Good news: John Carney is back.
“Once,” “Begin Again,” “Sing Street,” “Flora and Son.” Carney is an Irish auteur who’s managed to keep making indie movies unfettered by studio interference. Each one is a little music-centric gem that can be watched over and over.
Carney’s new one is “Power Ballad,” which opens June 5th and premiered last night in unusually torturous May heat and humidity, and in the worst place for those conditions, Times Square. But the movie is so incredibly charming, we tried not to care.
The big news is that “Power Ballad” — set in Ireland and Beverly Hills, and really a disarming look at the creative process of making pop music — stars Nick Jonas as a conflicted, not so nice former boy bander who needs a hit desperately. Jonas always plays a good guy on TV and in movies, and beams with positive energy when he sings with his brothers. So this might seem like a stretch. But it’s not.
Paul Rudd is Jonas’s counter balance. He’s a veteran singer and songwriter living in Ireland because of his wife. He’s the quintessential good guy who’s a wedding singer but should have been a contender.
The pair cross paths at a wedding, hit it off, and doing a little all night jamming. Rudd’s Rick Power helps Nick’s Danny Wilson finish some songs and then walks away. Months later he hears one of those songs in a mall and realizes he’s been snookered.
BTW, how many times have you read in this space about a pop star appropriating someone else’s song? I told just you about one case last week.
The song Rick hears is called “How to Write a Song without You,” and it’s a hit. I mean, in real life. When it’s released next week, the single should be something for Jonas to take up the charts. There are versions of him singing it alone and with Rudd, who performs a lot in the movie and acquits himself very well as more than just a wedding singer. I’d be surprised if “How to Write a Song Without You” isn’t a Best Song nominee at the Oscars next year.
The song is written, by the way, by Gary Clark, one of the UK’s best pop-smiths. Forty years ago, Clark fronted a group called Danny Wilson, which was named for a character in a Frank Sinatra movie called “Meet Danny Wilson.” Danny Wilson has two excellent albums still streaming everywhere. (I was obsessed with the first one.) Now, after all this time, Clark may really get his due. Sinatra would be very happy.
One thing t look for in the movie: Jonas and Rudd performing Stevie Wonder’s 1976 “I Wish.” It was a full circle moment for Nick Jonas since he and his brothers once performed with superstar Stevie on the Grammys. Carney told me last night he’s not sure if Stevie even knows “I Wish” is in a movie yet, and that it wasn’t so hard to license it.

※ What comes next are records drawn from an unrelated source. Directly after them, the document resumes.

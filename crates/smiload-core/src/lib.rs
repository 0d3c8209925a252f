//! smiload-core: MIB module parsing and OID resolution.
//!
//! This crate turns SMIv1/SMIv2 MIB source into resolved modules whose
//! definitions carry numeric OIDs and inferred node kinds. It is `no_std`
//! compatible and IO-free; locating files and loading imported modules is
//! left to the caller (see the `smiload` crate).
//!
//! ```text
//! Source → Lexer → Parser → AST → Resolver → Model
//! ```

#![cfg_attr(not(feature = "std"), no_std)]

extern crate alloc;

pub mod ast;
pub mod lexer;
pub mod model;
pub mod parser;
pub mod resolver;

pub use model::{Module, Node, NodeKind, NodeKinds, Oid, OidDirectory};
pub use parser::{ParseOutput, Parser};
pub use resolver::{resolve_module, ImportLookup, NoImports};
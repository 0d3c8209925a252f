//! OID (Object Identifier) representation.

use alloc::string::String;
use alloc::vec::Vec;
use core::fmt;
use core::str::FromStr;

/// A fully-resolved numeric OID.
///
/// Ordering is arc-wise, so `1.3.6.1.2` sorts before `1.3.6.1.10`.
#[derive(Clone, Debug, Default, PartialEq, Eq, Hash, PartialOrd, Ord)]
#[cfg_attr(feature = "serde", derive(serde::Serialize, serde::Deserialize))]
#[cfg_attr(feature = "serde", serde(transparent))]
pub struct Oid {
    arcs: Vec<u32>,
}

/// Error returned when parsing dotted OID text fails.
#[derive(Clone, Debug, PartialEq, Eq)]
pub struct ParseOidError {
    /// The offending component text.
    pub component: String,
}

impl fmt::Display for ParseOidError {
    fn fmt(&self, f: &mut fmt::Formatter<'_>) -> fmt::Result {
        write!(f, "invalid OID component `{}`", self.component)
    }
}

impl Oid {
    /// Create a new OID from a vector of arcs.
    #[must_use]
    pub fn new(arcs: Vec<u32>) -> Self {
        Self { arcs }
    }

    /// Render in canonical dotted-decimal form (`1.3.6.1.2.1`).
    #[must_use]
    pub fn to_dotted(&self) -> String {
        use alloc::string::ToString;
        self.to_string()
    }

    /// Get the parent OID (all arcs except the last).
    #[must_use]
    pub fn parent(&self) -> Option<Self> {
        match self.arcs.split_last() {
            Some((_, rest)) if !rest.is_empty() => Some(Self::new(rest.to_vec())),
            _ => None,
        }
    }

    /// Create a child OID by appending an arc.
    #[must_use]
    pub fn child(&self, arc: u32) -> Self {
        let mut arcs = Vec::with_capacity(self.arcs.len() + 1);
        arcs.extend_from_slice(&self.arcs);
        arcs.push(arc);
        Self::new(arcs)
    }

    /// Get the arcs as a slice.
    #[must_use]
    pub fn arcs(&self) -> &[u32] {
        &self.arcs
    }

    /// Get the number of arcs.
    #[must_use]
    pub fn len(&self) -> usize {
        self.arcs.len()
    }

    /// Check if the OID has no arcs.
    #[must_use]
    pub fn is_empty(&self) -> bool {
        self.arcs.is_empty()
    }
}

impl From<&[u32]> for Oid {
    fn from(arcs: &[u32]) -> Self {
        Self::new(arcs.to_vec())
    }
}

impl FromStr for Oid {
    type Err = ParseOidError;

    /// Parse dotted notation. Empty input yields the empty OID.
    fn from_str(s: &str) -> Result<Self, Self::Err> {
        if s.is_empty() {
            return Ok(Self::default());
        }
        s.split('.')
            .map(|part| {
                part.parse::<u32>().map_err(|_| ParseOidError {
                    component: part.into(),
                })
            })
            .collect::<Result<Vec<_>, _>>()
            .map(Self::new)
    }
}

impl fmt::Display for Oid {
    fn fmt(&self, f: &mut fmt::Formatter<'_>) -> fmt::Result {
        let mut arcs = self.arcs.iter();
        if let Some(first) = arcs.next() {
            write!(f, "{first}")?;
            for arc in arcs {
                write!(f, ".{arc}")?;
            }
        }
        Ok(())
    }
}
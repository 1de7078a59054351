//! The protocol object model.
//!
//! Only a representative part of the engine's schema is declared here. Further
//! objects are one [`td_object!`](crate::td_object) declaration each, and
//! requests outside this set can always be made untyped through
//! [`Client::call_raw`](crate::client::Client::call_raw).
//!
//! Note that [`Ok`] is a protocol object here; glob-importing this module
//! shadows the prelude's `Result::Ok`.

mod auth;
mod chat;
mod functions;
mod message;
mod misc;
mod object;
mod update;
mod user;

pub use auth::*;
pub use chat::*;
pub use functions::*;
pub use message::*;
pub use misc::*;
pub use object::*;
pub use update::*;
pub use user::*;
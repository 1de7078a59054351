mod common;

use std::time::Duration;

use futures::{StreamExt, future::join_all};
use serde_json::json;
use tdlink_core::{
    CallError, ClientConfig, Filter,
    types::{GetMe, GetUser, Object, User},
};

use common::{connect, connect_with, next_request};

#[tokio::test]
async fn get_me_with_caller_token_resolves_and_is_not_dispatched() {
    let (client, mut engine) = connect();
    let mut updates = client.subscribe(Filter::All);

    let handle = client
        .send_with_extra(&GetMe {}, "tok1", Some(Duration::from_secs(5)))
        .unwrap();
    let request = next_request(&mut engine).await;
    assert_eq!(request, json!({"@type": "getMe", "@extra": "tok1"}));

    engine.push(json!({"@type": "user", "id": 42, "@extra": "tok1"}));
    engine.push(json!({
        "@type": "updateOption",
        "name": "marker",
        "value": {"@type": "optionValueEmpty"},
    }));

    assert_eq!(handle.await.unwrap(), User::with_id(42));

    // The only thing a subscriber sees is the update pushed afterwards.
    let first = updates.next().await.unwrap();
    assert!(first.is_update(), "subscriber saw {first:?}");
}

#[tokio::test]
async fn concurrent_calls_resolve_with_their_own_responses() {
    let (client, mut engine) = connect();
    const N: i64 = 16;

    let handles: Vec<_> = (0..N)
        .map(|i| client.send(&GetUser { user_id: i }, None).unwrap())
        .collect();

    let mut requests = Vec::new();
    for _ in 0..N {
        requests.push(next_request(&mut engine).await);
    }
    let mut tokens: Vec<_> = requests.iter().map(|r| r["@extra"].clone()).collect();
    tokens.sort_by_key(|t| t.to_string());
    tokens.dedup();
    assert_eq!(tokens.len(), N as usize, "tokens must be distinct");

    // Answer in reverse order.
    for request in requests.iter().rev() {
        engine.push(json!({
            "@type": "user",
            "id": request["user_id"],
            "@extra": request["@extra"],
        }));
    }

    let users = join_all(handles.into_iter().map(|handle| handle.wait())).await;
    for (i, user) in users.into_iter().enumerate() {
        assert_eq!(user.unwrap().id, i as i64);
    }
}

#[tokio::test]
async fn zero_timeout_rejects_without_affecting_others() {
    let (client, mut engine) = connect();

    let patient = client.send(&GetUser { user_id: 1 }, None).unwrap();
    let impatient = client
        .send(&GetUser { user_id: 2 }, Some(Duration::ZERO))
        .unwrap();
    let impatient_token = impatient.token().to_owned();

    assert_eq!(impatient.await.unwrap_err(), CallError::Timeout);

    let _ = next_request(&mut engine).await;
    let _ = next_request(&mut engine).await;

    // The late answer is dropped, the other call is still served.
    let mut updates = client.subscribe(Filter::All);
    engine.push(json!({"@type": "user", "id": 2, "@extra": impatient_token}));
    engine.push(json!({"@type": "user", "id": 1, "@extra": patient.token()}));
    assert_eq!(patient.await.unwrap().id, 1);

    engine.disconnect();
    assert!(updates.next().await.is_none(), "late response must not be dispatched");
}

#[tokio::test]
async fn cancelled_call_discards_its_response() {
    let (client, mut engine) = connect();
    let mut updates = client.subscribe(Filter::All);

    let handle = client.send_with_extra(&GetMe {}, "gone", None).unwrap();
    let _ = next_request(&mut engine).await;
    handle.cancel();
    assert_eq!(client.pending_calls(), 0);

    engine.push(json!({"@type": "user", "id": 1, "@extra": "gone"}));
    engine.disconnect();
    assert!(updates.next().await.is_none());
    assert!(matches!(
        client.send_with_extra(&GetMe {}, "gone", None),
        Err(CallError::DuplicateToken(_)) | Err(CallError::TransportClosed)
    ));
}

#[tokio::test]
async fn duplicate_response_is_ignored() {
    let (client, mut engine) = connect();
    let mut updates = client.subscribe(Filter::All);

    let handle = client.send_with_extra(&GetMe {}, "once", None).unwrap();
    let _ = next_request(&mut engine).await;
    engine.push(json!({"@type": "user", "id": 1, "@extra": "once"}));
    engine.push(json!({"@type": "user", "id": 2, "@extra": "once"}));
    engine.push(json!({"@type": "user", "id": 3}));

    assert_eq!(handle.await.unwrap().id, 1);
    assert_eq!(updates.next().await, Some(Object::User(User::with_id(3))));
}

#[tokio::test]
async fn error_object_rejects_the_call() {
    let (client, mut engine) = connect();

    let handle = client.send(&GetUser { user_id: 9 }, None).unwrap();
    let request = next_request(&mut engine).await;
    engine.push(json!({
        "@type": "error",
        "code": 400,
        "message": "USER_NOT_FOUND",
        "@extra": request["@extra"],
    }));

    match handle.await {
        Err(CallError::Rpc(err)) => {
            assert_eq!(err.code(), 400);
            assert_eq!(err.message(), Some("USER_NOT_FOUND"));
        }
        other => panic!("expected an rpc error, got {other:?}"),
    }
}

#[tokio::test]
async fn suppressed_error_never_formats_its_message() {
    let (client, mut engine) = connect();

    let handle = client.send(&GetMe {}, None).unwrap();
    let request = next_request(&mut engine).await;
    engine.push(json!({
        "@type": "error",
        "code": 406,
        "message": "secret",
        "@extra": request["@extra"],
    }));

    let err = handle.await.unwrap_err();
    assert!(!err.to_string().contains("secret"));
    assert!(!format!("{err:?}").contains("secret"));
    let CallError::Rpc(rpc) = err else {
        panic!("expected an rpc error");
    };
    assert!(!rpc.is_displayable());
}

#[tokio::test]
async fn undecodable_response_is_a_decode_error() {
    let (client, mut engine) = connect();

    let handle = client.send(&GetMe {}, None).unwrap();
    let request = next_request(&mut engine).await;
    engine.push(json!({
        "@type": "chats",
        "total_count": 0,
        "chat_ids": [],
        "@extra": request["@extra"],
    }));

    assert!(matches!(handle.await, Err(CallError::Decode(_))));
}

#[tokio::test]
async fn raw_calls_keep_the_callers_extra() {
    let (client, mut engine) = connect();

    let call = client
        .send_raw(json!({"@type": "getOption", "name": "version", "@extra": 77}), None)
        .unwrap();
    assert_eq!(call.token(), "77");
    let request = next_request(&mut engine).await;
    assert_eq!(request["@extra"], json!(77));

    engine.push(json!({
        "@type": "optionValueString",
        "value": "1.8",
        "@extra": 77,
        "@client_id": 1,
    }));
    let response = call.wait().await.unwrap();
    assert_eq!(response.get("@type"), Some(&json!("optionValueString")));
    assert!(response.get("@extra").is_none());
    assert!(response.get("@client_id").is_none());
}

#[tokio::test]
async fn call_raw_decodes_a_general_object() {
    let (client, mut engine) = connect();

    let responder = tokio::spawn(async move {
        let request = next_request(&mut engine).await;
        engine.push(json!({"@type": "ok", "@extra": request["@extra"]}));
        engine
    });

    let object = client
        .call_raw(json!({
            "@type": "setOption",
            "name": "online",
            "value": {"@type": "optionValueBoolean", "value": true},
        }))
        .await
        .unwrap();
    assert!(matches!(object, Object::Ok(_)));
    drop(responder.await.unwrap());
}

#[tokio::test(start_paused = true)]
async fn default_timeout_applies_to_call() {
    let (client, _engine) = connect_with(
        ClientConfig::default().with_default_timeout(Some(Duration::from_millis(250))),
    );
    assert_eq!(client.call(&GetMe {}).await.unwrap_err(), CallError::Timeout);
    assert_eq!(client.pending_calls(), 0);
}

#[tokio::test]
async fn transport_end_rejects_pending_calls() {
    let (client, mut engine) = connect();
    let handle = client.send(&GetMe {}, None).unwrap();
    let _ = next_request(&mut engine).await;

    engine.disconnect();
    assert_eq!(handle.await.unwrap_err(), CallError::TransportClosed);
    assert!(!client.is_open());
}
use std::fmt;

use serde_json::Value;
use thiserror::Error;

use crate::codec::TYPE_FIELD;

/// Error code whose message must never be shown to a user or written to a log.
pub const SUPPRESSED_ERROR_CODE: i32 = 406;

/// Failure to turn a wire payload into a typed object.
///
/// Decode errors are always local: they never involve the transport and never
/// take down the reader loop.
#[derive(Error, Debug, Clone, PartialEq, Eq)]
pub enum DecodeError {
    /// The `@type` of the payload is not one of the variants known for `expected`.
    #[error("unknown @type '{tag}' (expected {expected})")]
    UnknownTag { tag: String, expected: &'static str },

    /// A required field (or the `@type` discriminant itself) is absent or null.
    #[error("{type_name}: missing field '{field}'")]
    MissingField {
        type_name: &'static str,
        field: &'static str,
    },

    /// A field is present but its JSON type does not match the declared type.
    #[error("{type_name}.{field}: expected {expected}, found {found}")]
    TypeMismatch {
        type_name: &'static str,
        field: &'static str,
        expected: &'static str,
        found: &'static str,
    },

    /// The payload is not JSON at all.
    #[error("invalid JSON: {0}")]
    Json(String),
}

impl From<serde_json::Error> for DecodeError {
    fn from(err: serde_json::Error) -> Self {
        DecodeError::Json(err.to_string())
    }
}

/// An error reported by the engine for one specific request.
///
/// Messages for [`SUPPRESSED_ERROR_CODE`] are dropped at construction and can
/// never be recovered from this type.
#[derive(Clone, PartialEq, Eq)]
pub struct RpcError {
    code: i32,
    message: Option<String>,
}

impl RpcError {
    pub fn new(code: i32, message: impl Into<String>) -> Self {
        let message = if code == SUPPRESSED_ERROR_CODE {
            None
        } else {
            Some(message.into())
        };
        Self { code, message }
    }

    pub fn code(&self) -> i32 {
        self.code
    }

    /// The engine's message, or `None` when it was suppressed.
    pub fn message(&self) -> Option<&str> {
        self.message.as_deref()
    }

    /// Whether this error may be shown to an end user.
    pub fn is_displayable(&self) -> bool {
        self.code != SUPPRESSED_ERROR_CODE
    }
}

impl fmt::Display for RpcError {
    fn fmt(&self, f: &mut fmt::Formatter<'_>) -> fmt::Result {
        match &self.message {
            Some(message) => write!(f, "engine error {}: {}", self.code, message),
            None => write!(f, "engine error {}", self.code),
        }
    }
}

impl fmt::Debug for RpcError {
    fn fmt(&self, f: &mut fmt::Formatter<'_>) -> fmt::Result {
        f.debug_struct("RpcError")
            .field("code", &self.code)
            .field("message", &self.message)
            .finish()
    }
}

impl std::error::Error for RpcError {}

/// Failure of a single call made through the correlator.
#[derive(Error, Debug, Clone, PartialEq)]
pub enum CallError {
    #[error(transparent)]
    Rpc(#[from] RpcError),

    #[error("request timed out")]
    Timeout,

    #[error("request was cancelled")]
    Cancelled,

    #[error("session is closing")]
    SessionClosing,

    #[error("transport closed")]
    TransportClosed,

    /// The response arrived but does not decode into the expected type.
    #[error("failed to decode response: {0}")]
    Decode(#[from] DecodeError),

    #[error("correlation token '{0}' is already in use")]
    DuplicateToken(String),

    #[error("invalid request: {0}")]
    InvalidRequest(String),
}

impl CallError {
    /// Session-wide failures, as opposed to failures of this call only.
    pub fn is_global(&self) -> bool {
        matches!(self, CallError::SessionClosing | CallError::TransportClosed)
    }
}

#[derive(Error, Debug)]
pub enum TransportError {
    #[error("transport I/O error: {0}")]
    Io(#[from] std::io::Error),

    #[error("malformed frame: {0}")]
    Frame(String),

    #[error("transport closed")]
    Closed,
}

/// Removes the message of every error object with the suppressed code from
/// `value`, however deeply it is nested. Apply before a payload is logged or
/// printed.
pub fn redact_suppressed(value: &mut Value) {
    match value {
        Value::Object(map) => {
            let suppressed = map.get(TYPE_FIELD).and_then(Value::as_str) == Some("error")
                && map.get("code").and_then(Value::as_i64) == Some(SUPPRESSED_ERROR_CODE.into());
            if suppressed {
                map.remove("message");
            }
            map.values_mut().for_each(redact_suppressed);
        }
        Value::Array(items) => items.iter_mut().for_each(redact_suppressed),
        _ => {}
    }
}
use serde_json::json;
use tdlink_core::{
    DecodeError, Int64, TdType,
    codec::{self, decode, decode_str, encode},
    types::{
        AuthenticationCodeInfo, AuthenticationCodeType, AuthenticationCodeTypeSms,
        AuthorizationState, AuthorizationStateWaitCode, Chat, ChatType, ChatTypePrivate,
        FormattedText, GetChats, Message, MessageContent, MessageSender, MessageSenderUser,
        MessageText, Messages, Object, OptionValue, OptionValueInteger, SetTdlibParameters,
        TextEntity, TextEntityType, TextEntityTypeBold, Update, UpdateNewMessage, UpdateOption,
        Updates, User, UserStatus, UserStatusOnline,
    },
};

fn round_trip<T: TdType + PartialEq + std::fmt::Debug + Clone>(value: T) {
    let encoded = encode(&value);
    assert_eq!(encoded, encode(&value), "encoding is deterministic");
    let decoded: T = decode(encoded).unwrap();
    assert_eq!(decoded, value);
}

fn sample_message(id: i64) -> Message {
    Message {
        id,
        sender_id: MessageSender::User(MessageSenderUser { user_id: 42 }),
        chat_id: 7,
        is_outgoing: false,
        date: 1_700_000_000,
        edit_date: 0,
        content: MessageContent::Text(MessageText {
            text: FormattedText {
                text: "hello".to_owned(),
                entities: vec![TextEntity {
                    offset: 0,
                    length: 5,
                    kind: TextEntityType::Bold(TextEntityTypeBold {}),
                }],
            },
        }),
        media_album_id: Int64(i64::MAX),
    }
}

#[test]
fn scenario_user_decodes_from_minimal_object() {
    let user: User = decode(json!({"@type": "user", "id": 42})).unwrap();
    assert_eq!(user, User::with_id(42));
}

#[test]
fn objects_round_trip() {
    round_trip(sample_message(1));
    round_trip(Chat {
        id: 7,
        kind: ChatType::Private(ChatTypePrivate { user_id: 42 }),
        title: "Alice".to_owned(),
        last_message: Some(Box::new(sample_message(2))),
        unread_count: 3,
        last_read_inbox_message_id: 1,
        last_read_outbox_message_id: 2,
    });
    round_trip(Messages {
        total_count: 2,
        messages: vec![Some(sample_message(3)), None],
    });
    round_trip(User {
        first_name: Some("Alice".to_owned()),
        last_name: Some(String::new()),
        status: Some(UserStatus::Online(UserStatusOnline { expires: 99 })),
        ..User::with_id(42)
    });
    round_trip(SetTdlibParameters::new(123, "hash", "/tmp/td"));
    round_trip(GetChats {
        chat_list: None,
        limit: 20,
    });
}

#[test]
fn unions_round_trip() {
    round_trip(AuthorizationState::WaitCode(AuthorizationStateWaitCode {
        code_info: AuthenticationCodeInfo {
            phone_number: "+15550100".to_owned(),
            kind: AuthenticationCodeType::Sms(AuthenticationCodeTypeSms { length: 5 }),
            next_type: None,
            timeout: 60,
        },
    }));
    round_trip(Object::Update(Update::Option(UpdateOption {
        name: "version".to_owned(),
        value: OptionValue::Integer(OptionValueInteger {
            value: Int64(-9_007_199_254_740_993),
        }),
    })));
    round_trip(Object::Updates(Updates {
        updates: vec![Update::NewMessage(UpdateNewMessage {
            message: sample_message(4),
        })],
    }));
}

#[test]
fn absent_optionals_are_omitted() {
    let encoded = encode(&GetChats {
        chat_list: None,
        limit: 5,
    });
    assert_eq!(encoded, json!({"@type": "getChats", "limit": 5}));

    let user = encode(&User::with_id(1));
    assert_eq!(user, json!({"@type": "user", "id": 1}));
}

#[test]
fn keyword_fields_use_their_wire_name() {
    let encoded = encode(&TextEntity {
        offset: 1,
        length: 2,
        kind: TextEntityType::Bold(TextEntityTypeBold {}),
    });
    assert_eq!(encoded["type"]["@type"], "textEntityTypeBold");
    assert!(encoded.get("kind").is_none());
}

#[test]
fn int64_is_a_string_on_the_wire() {
    let encoded = encode(&sample_message(1));
    assert_eq!(encoded["media_album_id"], json!("9223372036854775807"));

    let decoded: OptionValue =
        decode(json!({"@type": "optionValueInteger", "value": "-9007199254740993"})).unwrap();
    assert_eq!(
        decoded,
        OptionValue::Integer(OptionValueInteger {
            value: Int64(-9_007_199_254_740_993)
        })
    );
}

#[test]
fn unknown_tag_is_reported() {
    let err = decode::<Object>(json!({"@type": "somethingFromTheFuture"})).unwrap_err();
    assert_eq!(
        err,
        DecodeError::UnknownTag {
            tag: "somethingFromTheFuture".to_owned(),
            expected: "Object",
        }
    );
}

#[test]
fn tag_of_another_union_is_unknown() {
    // A perfectly valid object, but not an authorization state.
    let err = decode::<AuthorizationState>(json!({"@type": "userStatusEmpty"})).unwrap_err();
    assert!(matches!(
        err,
        DecodeError::UnknownTag { ref tag, expected: "AuthorizationState" }
            if tag == "userStatusEmpty"
    ));

    let nested = decode::<User>(json!({
        "@type": "user",
        "id": 1,
        "status": {"@type": "chatTypePrivate", "user_id": 1},
    }))
    .unwrap_err();
    assert!(matches!(nested, DecodeError::UnknownTag { expected: "UserStatus", .. }));
}

#[test]
fn missing_and_mismatched_fields() {
    assert_eq!(
        decode::<User>(json!({"@type": "user"})).unwrap_err(),
        DecodeError::MissingField {
            type_name: "User",
            field: "id"
        }
    );
    assert_eq!(
        decode::<User>(json!({"id": 1})).unwrap_err(),
        DecodeError::MissingField {
            type_name: "User",
            field: "@type"
        }
    );
    assert_eq!(
        decode::<User>(json!({"@type": "user", "id": "1"})).unwrap_err(),
        DecodeError::TypeMismatch {
            type_name: "User",
            field: "id",
            expected: "int53",
            found: "string",
        }
    );
    assert!(matches!(
        decode::<User>(json!([1])),
        Err(DecodeError::TypeMismatch { expected: "object", .. })
    ));
    assert!(matches!(decode_str::<User>("{not json"), Err(DecodeError::Json(_))));
}

#[test]
fn unknown_fields_are_ignored() {
    let user: User = decode(json!({
        "@type": "user",
        "id": 5,
        "added_in_a_later_version": [1, 2],
    }))
    .unwrap();
    assert_eq!(user.id, 5);
}

#[test]
fn peek_tag_reads_without_decoding() {
    let value = json!({"@type": "updateFile", "file": 3});
    assert_eq!(codec::peek_tag(&value), Some("updateFile"));
    assert_eq!(codec::peek_tag(&json!({"id": 1})), None);
}
mod common;

use std::io::{self, Write};
use std::sync::{Arc, Mutex};

use futures::StreamExt;
use serde_json::json;
use tdlink_core::{CallError, Client, ClientConfig, Filter, transport};

use common::{next_request, option_update};

// Collects formatted log output in memory.
#[derive(Clone, Default)]
struct Captured(Arc<Mutex<Vec<u8>>>);

impl Write for Captured {
    fn write(&mut self, buf: &[u8]) -> io::Result<usize> {
        self.0.lock().unwrap().extend_from_slice(buf);
        Ok(buf.len())
    }

    fn flush(&mut self) -> io::Result<()> {
        Ok(())
    }
}

impl Captured {
    fn text(&self) -> String {
        String::from_utf8_lossy(&self.0.lock().unwrap()).into_owned()
    }
}

// The default test runtime is single-threaded, so the reader and writer tasks
// log through the scoped subscriber as well.
#[tokio::test]
async fn wire_log_never_contains_suppressed_messages() {
    let captured = Captured::default();
    let subscriber = tracing_subscriber::fmt()
        .with_max_level(tracing::Level::TRACE)
        .with_ansi(false)
        .with_writer({
            let captured = captured.clone();
            move || captured.clone()
        })
        .finish();
    let _guard = tracing::subscriber::set_default(subscriber);

    let (transport, mut engine) = transport::channel();
    let config = ClientConfig {
        wire_log: true,
        ..ClientConfig::default()
    };
    let client = Client::connect(transport, config);
    let mut updates = client.subscribe(Filter::All);

    let call = client
        .send_raw(json!({"@type": "sendMessage", "chat_id": 1, "@extra": "m1"}), None)
        .unwrap();
    let _ = next_request(&mut engine).await;
    engine.push(json!({"@type": "error", "code": 406, "message": "topsecret", "@extra": "m1"}));
    assert!(matches!(call.wait().await, Err(CallError::Rpc(_))));

    engine.push(json!({
        "@type": "updateMessageSendFailed",
        "old_message_id": 5,
        "error": {"@type": "error", "code": 406, "message": "nestedsecret"},
    }));
    engine.push(option_update("marker", true));
    while let Some(object) = updates.next().await {
        if tdlink_core::TdType::tag(&object) == "updateOption" {
            break;
        }
    }

    let logs = captured.text();
    assert!(logs.contains("updateMessageSendFailed"), "wire log is missing: {logs}");
    assert!(!logs.contains("topsecret"));
    assert!(!logs.contains("nestedsecret"));
}
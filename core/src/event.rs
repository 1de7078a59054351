use std::{
    fmt,
    sync::{
        Arc, Weak,
        atomic::{AtomicUsize, Ordering},
    },
};

use crossbeam_skiplist::SkipMap;

/// Represents an event that can be dispatched to listeners.
pub trait Event: fmt::Debug + Send + Sync {}

type Callback<E> = dyn Fn(&E) + Send + Sync;

// Insertion order across all lists; listeners run in the order they were added.
static LISTENER_ID_COUNTER: AtomicUsize = AtomicUsize::new(0);

/// A list of listeners for a specific event type `E`.
///
/// The list only holds weak references. A callback stays registered for as
/// long as its [`Listener`] handle is alive; stale entries are removed on the
/// next dispatch.
pub struct ListenerList<E: Event> {
    inner: SkipMap<usize, Weak<Callback<E>>>,
}

impl<E: Event + 'static> ListenerList<E> {
    pub fn new() -> Self {
        ListenerList {
            inner: SkipMap::new(),
        }
    }

    /// Dispatches an event to all live listeners in order.
    ///
    /// Only code within this crate can dispatch events.
    pub(crate) fn dispatch(&self, event: &E) {
        let mut stale = Vec::new();

        for entry in self.inner.iter() {
            match entry.value().upgrade() {
                Some(callback) => callback(event),
                None => stale.push(*entry.key()),
            }
        }

        for order in stale {
            self.inner.remove(&order);
        }
    }

    /// Number of registered entries, including ones not yet cleaned up.
    pub fn len(&self) -> usize {
        self.inner.len()
    }

    pub fn is_empty(&self) -> bool {
        self.inner.is_empty()
    }
}

impl<E: Event + 'static> Default for ListenerList<E> {
    fn default() -> Self {
        Self::new()
    }
}

impl<E: Event> fmt::Debug for ListenerList<E> {
    fn fmt(&self, f: &mut fmt::Formatter<'_>) -> fmt::Result {
        f.debug_struct("ListenerList")
            .field("listener_count", &self.inner.len())
            .finish()
    }
}

/// Represents an active listener registration.
///
/// Keep this value alive for as long as the callback should be called. When
/// it's dropped, the listener becomes inactive.
#[must_use = "the listener is deregistered when this handle is dropped"]
pub struct Listener<E: Event> {
    // The list only holds a Weak reference to this.
    _callback: Arc<Callback<E>>,
    order: usize,
}

impl<E: Event + 'static> Listener<E> {
    /// Creates a new listener and registers it with the given `ListenerList`.
    pub fn new<F>(listeners: &ListenerList<E>, callback: F) -> Self
    where
        F: Fn(&E) + Send + Sync + 'static,
    {
        let order = LISTENER_ID_COUNTER.fetch_add(1, Ordering::SeqCst);
        let callback: Arc<Callback<E>> = Arc::new(callback);
        listeners.inner.insert(order, Arc::downgrade(&callback));

        Listener {
            _callback: callback,
            order,
        }
    }
}

impl<E: Event> fmt::Debug for Listener<E> {
    fn fmt(&self, f: &mut fmt::Formatter<'_>) -> fmt::Result {
        f.debug_struct("Listener")
            .field("order", &self.order)
            .finish()
    }
}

Carney is a gifted but underrated storyteller. He told me it took 8 years to make this film, and part of that involved a chance meeting with a potential backer. He loves the music business and totally gets nuances that resonate with verisimilitude. He gets the dichotomy of the persistence of artists to remain true to their spirit despite record labels wanting to homogenize them, a story that never ends. There’s a lot of wide eyed idealism in his films, and the good news that it always pays off.
There’s a twist at the end of “Power Ballad,” worth waiting for. Carney told me last night, “You put in all that time for those two minutes.” He knows how to pull off a heart in the throat moment, when all the feels come together in an organic way. You’re caught unawares, and by then the credits are rolling and you want to see “Power Ballad” again.
Carney, by the way, tells me this movie his really taken over his career. His next project “will definitely involve Paul Rudd” — “I have plans for him,” he said. He’s also “in business” with Clark. As for Jonas, even Carney knows a rock star must move on. But boy, he did a terrific job here.